Жизнь Гюго - стр. 50
Ирония в позднейших произведениях Гюго служит риторическим приемом. Так он выражал свое неудовольствие положением дел, так подспудно призывал к исправлению. Ирония в «Литературном консерваторе» – признак крайнего несогласия с самим собой. Он предупреждал читателей, что «эротические» стихи не принимаются, а затем печатал отрывок виршей некоего Гаспара Декома, который услаждал себя сексуальными фантазиями, прерванными с приходом матери. В одном из своих проявлений Гюго был старым подагрическим педантом. В другом он был молодым человеком, обожающим отца, который считал его «простофилей» и «болтуном».

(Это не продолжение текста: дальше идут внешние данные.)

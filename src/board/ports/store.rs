//! Store port for column assignment lookup and move commits.

use crate::board::domain::{ContainerId, ItemId};
use std::sync::Arc;
use thiserror::Error;

/// Result type for board store operations.
pub type BoardStoreResult<T> = Result<T, BoardStoreError>;

/// Item/column store owned by the external board state.
///
/// The engine reads assignments by identifier and writes only through
/// [`BoardStore::commit_move`].
pub trait BoardStore: Send + Sync {
    /// Returns the column an item is currently assigned to.
    ///
    /// Returns `None` when the item does not exist.
    ///
    /// # Errors
    ///
    /// Returns [`BoardStoreError::Persistence`] when the lookup fails.
    fn container_of(&self, item_id: &ItemId) -> BoardStoreResult<Option<ContainerId>>;

    /// Reassigns an item to another column.
    ///
    /// Implementations apply the change optimistically; durable persistence
    /// and rollback on failure belong to the implementation.
    ///
    /// # Errors
    ///
    /// Returns [`BoardStoreError::ItemNotFound`] or
    /// [`BoardStoreError::ContainerNotFound`] for unknown identifiers, or
    /// [`BoardStoreError::Persistence`] when the change cannot be applied.
    fn commit_move(&self, item_id: &ItemId, destination: &ContainerId) -> BoardStoreResult<()>;
}

/// Errors returned by board store implementations.
#[derive(Debug, Clone, Error)]
pub enum BoardStoreError {
    /// The item does not exist.
    #[error("item not found: {0}")]
    ItemNotFound(ItemId),

    /// The column does not exist.
    #[error("container not found: {0}")]
    ContainerNotFound(ContainerId),

    /// An item with the same identifier already exists.
    #[error("duplicate item identifier: {0}")]
    DuplicateItem(ItemId),

    /// A column with the same identifier already exists.
    #[error("duplicate container identifier: {0}")]
    DuplicateContainer(ContainerId),

    /// Persistence-layer failure.
    #[error("persistence error: {0}")]
    Persistence(Arc<dyn std::error::Error + Send + Sync>),
}

impl BoardStoreError {
    /// Wraps a persistence error.
    pub fn persistence(err: impl std::error::Error + Send + Sync + 'static) -> Self {
        Self::Persistence(Arc::new(err))
    }
}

В 1834 году, когда Гюго заново опубликовал свои юношеские статьи в «Литературных и философских опытах» (Littérature et Philosophie Mêlées), он тайно внес сотни изменений в оригинальный текст. Например, к нудной критике стихов Шенье он добавил пророческое замечание: возможно, «огрехи» Шенье были семенами поэтического прогресса. Из-за того, что Гюго вносил исправления в собственные записи, его обвиняли в том, что он обманывает как читателей, так и самого себя. И все же озарения не всегда принимают форму готовых выводов или ярлыков. Гюго изначально утверждал, что ни один писатель в полной мере не понимает смысла своего труда, что «все великие писатели создают два шедевра, один намеренно, другой непроизвольно»{203}. Даже в 1820 году он, судя по всему, удивлялся тому, что восхищается «Поэтическими размышлениями» Ламартина, поэзией новой формы, признававшей действие уходящего времени и, следовательно, подвергавшей сомнению неизменные принципы классицизма. Огромным счастьем для романтической поэзии стало то, что она предполагала возможность свободы от педантов – даже от педанта, сидящего внутри тебя самого. Ее расплывчатость и «местный колорит, – писал Гюго, – сообщают даже самым несовершенным строкам дух своего рода волшебных заклинаний».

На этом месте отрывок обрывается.